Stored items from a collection
use std::time::Duration;

use async_openai::{
    config::OpenAIConfig,
    error::{ApiError, OpenAIError},
    types::{
        ChatCompletionRequestAssistantMessageArgs, ChatCompletionRequestMessage,
        ChatCompletionRequestSystemMessageArgs, ChatCompletionRequestUserMessageArgs,
        CreateChatCompletionRequest, CreateChatCompletionRequestArgs, CreateChatCompletionResponse,
    },
    Client,
};

use crate::{
    config::{parse_llm_provider_model, LlmConfig},
    error::{DiarioError, Result},
    models::{ConversationTurn, Role},
};

const PERPLEXITY_BASE_URL: &str = "https://api.perplexity.ai";
const OPENAI_BASE_URL: &str = "https://api.openai.com/v1";
const OPENROUTER_BASE_URL: &str = "https://openrouter.ai/api/v1";
const OLLAMA_BASE_URL: &str = "http://localhost:11434/v1";
const LMSTUDIO_BASE_URL: &str = "http://localhost:1234/v1";

/// Closing tag of the reasoning trace some models emit before their answer.
pub const REASONING_END_MARKER: &str = "</think>";

#[derive(Debug, Clone)]
struct ApiConfig {
    base_url: String,
    api_key: Option<String>,
    model: String,
    timeout_secs: u64,
    max_retries: u32,
}

#[derive(Clone)]
pub struct LlmApiClient {
    client: Client<OpenAIConfig>,
    config: ApiConfig,
}

impl LlmApiClient {
    pub fn new(config: &LlmConfig) -> Result<Self> {
        let api_config = ApiConfig::from_llm_config(config);

        let (provider, _) = parse_llm_provider_model(&config.model);
        let needs_api_key = !matches!(
            provider.to_lowercase().as_str(),
            "ollama" | "local" | "lmstudio"
        );

        if needs_api_key && api_config.api_key.is_none() {
            return Err(DiarioError::Llm(
                "API key required for this provider".to_string(),
            ));
        }

        let openai_config = OpenAIConfig::new()
            .with_api_base(api_config.base_url.clone())
            .with_api_key(api_config.api_key.clone().unwrap_or_default());

        let http_client = reqwest::Client::builder()
            .timeout(Duration::from_secs(api_config.timeout_secs))
            .build()
            .map_err(|error| {
                DiarioError::Llm(format!("Failed to create LLM HTTP client: {error}"))
            })?;

        // async-openai retries 5xx responses on its own; bound that by our timeout.
        let backoff = backoff::ExponentialBackoff {
            max_elapsed_time: Some(Duration::from_secs(api_config.timeout_secs)),
            ..Default::default()
        };

        let client = Client::with_config(openai_config)
            .with_http_client(http_client)
            .with_backoff(backoff);

        Ok(Self {
            client,
            config: api_config,
        })
    }

    pub fn base_url(&self) -> &str {
        &self.config.base_url
    }

    pub fn model(&self) -> &str {
        &self.config.model
    }

    /// Send `system_prompt` followed by `history` and return the answer with
    /// any reasoning trace removed.
    pub async fn chat(&self, system_prompt: &str, history: &[ConversationTurn]) -> Result<String> {
        if history.is_empty() {
            return Err(DiarioError::Validation(
                "Conversation history cannot be empty".to_string(),
            ));
        }

        let mut last_error: Option<DiarioError> = None;

        for attempt in 0..=self.config.max_retries {
            if attempt > 0 {
                let delay_ms = 100 * 2_u64.pow(attempt - 1);
                tokio::time::sleep(Duration::from_millis(delay_ms)).await;
            }

            let request = self.build_request(system_prompt, history)?;

            match self.client.chat().create(request).await {
                Ok(response) => {
                    let content = Self::extract_content(response)?;
                    tracing::debug!(response_len = content.len(), "LLM response received");
                    return Ok(strip_reasoning(&content));
                }
                Err(error) => {
                    if let Some(rate_limit_error) = Self::rate_limit_error(&error) {
                        return Err(rate_limit_error);
                    }

                    if let Some(auth_error) = Self::auth_error(&error) {
                        return Err(auth_error);
                    }

                    let retryable = Self::is_retryable(&error);
                    let mapped_error = Self::map_openai_error(error);

                    if retryable && attempt < self.config.max_retries {
                        tracing::warn!(attempt, error = %mapped_error, "Retrying LLM request");
                        last_error = Some(mapped_error);
                        continue;
                    }

                    return Err(mapped_error);
                }
            }
        }

        Err(last_error
            .unwrap_or_else(|| DiarioError::Llm("LLM completion failed after retries".to_string())))
    }

    fn build_request(
        &self,
        system_prompt: &str,
        history: &[ConversationTurn],
    ) -> Result<CreateChatCompletionRequest> {
        let mut messages: Vec<ChatCompletionRequestMessage> = Vec::with_capacity(history.len() + 1);

        if !system_prompt.trim().is_empty() {
            messages.push(
                ChatCompletionRequestSystemMessageArgs::default()
                    .content(system_prompt)
                    .build()
                    .map_err(|error| {
                        DiarioError::Validation(format!("Invalid system prompt: {error}"))
                    })?
                    .into(),
            );
        }

        for turn in history {
            let message: ChatCompletionRequestMessage = match turn.role {
                Role::User => ChatCompletionRequestUserMessageArgs::default()
                    .content(turn.content.as_str())
                    .build()
                    .map_err(|error| {
                        DiarioError::Validation(format!("Invalid user message: {error}"))
                    })?
                    .into(),
                Role::Assistant => ChatCompletionRequestAssistantMessageArgs::default()
                    .content(turn.content.as_str())
                    .build()
                    .map_err(|error| {
                        DiarioError::Validation(format!("Invalid assistant message: {error}"))
                    })?
                    .into(),
            };
            messages.push(message);
        }

        CreateChatCompletionRequestArgs::default()
            .model(self.config.model.clone())
            .messages(messages)
            .build()
            .map_err(|error| {
                DiarioError::Validation(format!("Invalid LLM completion request: {error}"))
            })
    }

    /// A missing or empty `content` is a valid (empty) answer.
    fn extract_content(response: CreateChatCompletionResponse) -> Result<String> {
        Ok(response
            .choices
            .into_iter()
            .next()
            .ok_or_else(|| DiarioError::Llm("LLM response contained no choices".to_string()))?
            .message
            .content
            .unwrap_or_default())
    }

    fn is_retryable(error: &OpenAIError) -> bool {
        match error {
            OpenAIError::ApiError(api_error) => {
                api_error.r#type.is_none() && api_error.code.is_none()
            }
            OpenAIError::Reqwest(reqwest_error) => reqwest_error
                .status()
                .map(|status| status.is_server_error())
                .unwrap_or(true),
            _ => false,
        }
    }

    fn rate_limit_error(error: &OpenAIError) -> Option<DiarioError> {
        match error {
            OpenAIError::Reqwest(reqwest_error)
                if reqwest_error.status() == Some(reqwest::StatusCode::TOO_MANY_REQUESTS) =>
            {
                Some(DiarioError::LlmRateLimit { retry_after: None })
            }
            OpenAIError::ApiError(api_error) if Self::is_rate_limit_api_error(api_error) => {
                Some(DiarioError::LlmRateLimit { retry_after: None })
            }
            _ => None,
        }
    }

    fn auth_error(error: &OpenAIError) -> Option<DiarioError> {
        match error {
            OpenAIError::Reqwest(reqwest_error)
                if reqwest_error.status() == Some(reqwest::StatusCode::UNAUTHORIZED)
                    || reqwest_error.status() == Some(reqwest::StatusCode::FORBIDDEN) =>
            {
                Some(DiarioError::Llm(format!(
                    "LLM authentication failed: {reqwest_error}"
                )))
            }
            OpenAIError::ApiError(api_error) if Self::is_auth_api_error(api_error) => Some(
                DiarioError::Llm(format!("LLM authentication failed: {api_error}")),
            ),
            _ => None,
        }
    }

    fn is_rate_limit_api_error(api_error: &ApiError) -> bool {
        let message = api_error.message.to_lowercase();
        let error_type = api_error.r#type.clone().unwrap_or_default().to_lowercase();
        let code = api_error.code.clone().unwrap_or_default().to_lowercase();

        message.contains("rate limit")
            || message.contains("too many requests")
            || error_type.contains("rate_limit")
            || code.contains("rate_limit")
            || code == "insufficient_quota"
    }

    fn is_auth_api_error(api_error: &ApiError) -> bool {
        let message = api_error.message.to_lowercase();
        let error_type = api_error.r#type.clone().unwrap_or_default().to_lowercase();
        let code = api_error.code.clone().unwrap_or_default().to_lowercase();

        message.contains("unauthorized")
            || message.contains("forbidden")
            || message.contains("authentication")
            || message.contains("invalid api key")
            || code.contains("invalid_api_key")
            || code.contains("authentication")
            || error_type.contains("authentication")
    }

    fn map_openai_error(error: OpenAIError) -> DiarioError {
        match error {
            OpenAIError::Reqwest(reqwest_error) => {
                DiarioError::Llm(format!("LLM request failed: {reqwest_error}"))
            }
            OpenAIError::ApiError(api_error) => {
                DiarioError::Llm(format!("LLM API error: {api_error}"))
            }
            OpenAIError::JSONDeserialize(err) => {
                DiarioError::Llm(format!("Failed to parse LLM response: {err}"))
            }
            OpenAIError::InvalidArgument(message) => DiarioError::Validation(message),
            other => DiarioError::Llm(other.to_string()),
        }
    }
}

/// Drop everything up to and including the last reasoning marker.
pub fn strip_reasoning(content: &str) -> String {
    match content.rsplit_once(REASONING_END_MARKER) {
        Some((_, answer)) => answer.trim().to_string(),
        None => content.to_string(),
    }
}

impl ApiConfig {
    fn from_llm_config(config: &LlmConfig) -> Self {
        let (provider, model) = parse_llm_provider_model(&config.model);

        let base_url = config
            .base_url
            .clone()
            .unwrap_or_else(|| default_base_url(provider).to_string());

        let normalized_model = if provider.eq_ignore_ascii_case("local") {
            config.model.clone()
        } else {
            model.to_string()
        };

        Self {
            base_url,
            api_key: config.api_key.clone(),
            model: normalized_model,
            timeout_secs: config.timeout_secs,
            max_retries: config.max_retries,
        }
    }
}

fn default_base_url(provider: &str) -> &'static str {
    match provider.to_lowercase().as_str() {
        "perplexity" => PERPLEXITY_BASE_URL,
        "openai" => OPENAI_BASE_URL,
        "openrouter" => OPENROUTER_BASE_URL,
        "ollama" => OLLAMA_BASE_URL,
        "lmstudio" => LMSTUDIO_BASE_URL,
        _ => OPENAI_BASE_URL,
    }
}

**Task requirements**: Every line above that includes the word "attempt" must appear in the answer.

**Task answer**:
        for attempt in 0..=self.config.max_retries {
            if attempt > 0 {
                let delay_ms = 100 * 2_u64.pow(attempt - 1);
                    if retryable && attempt < self.config.max_retries {
                        tracing::warn!(attempt, error = %mapped_error, "Retrying LLM request");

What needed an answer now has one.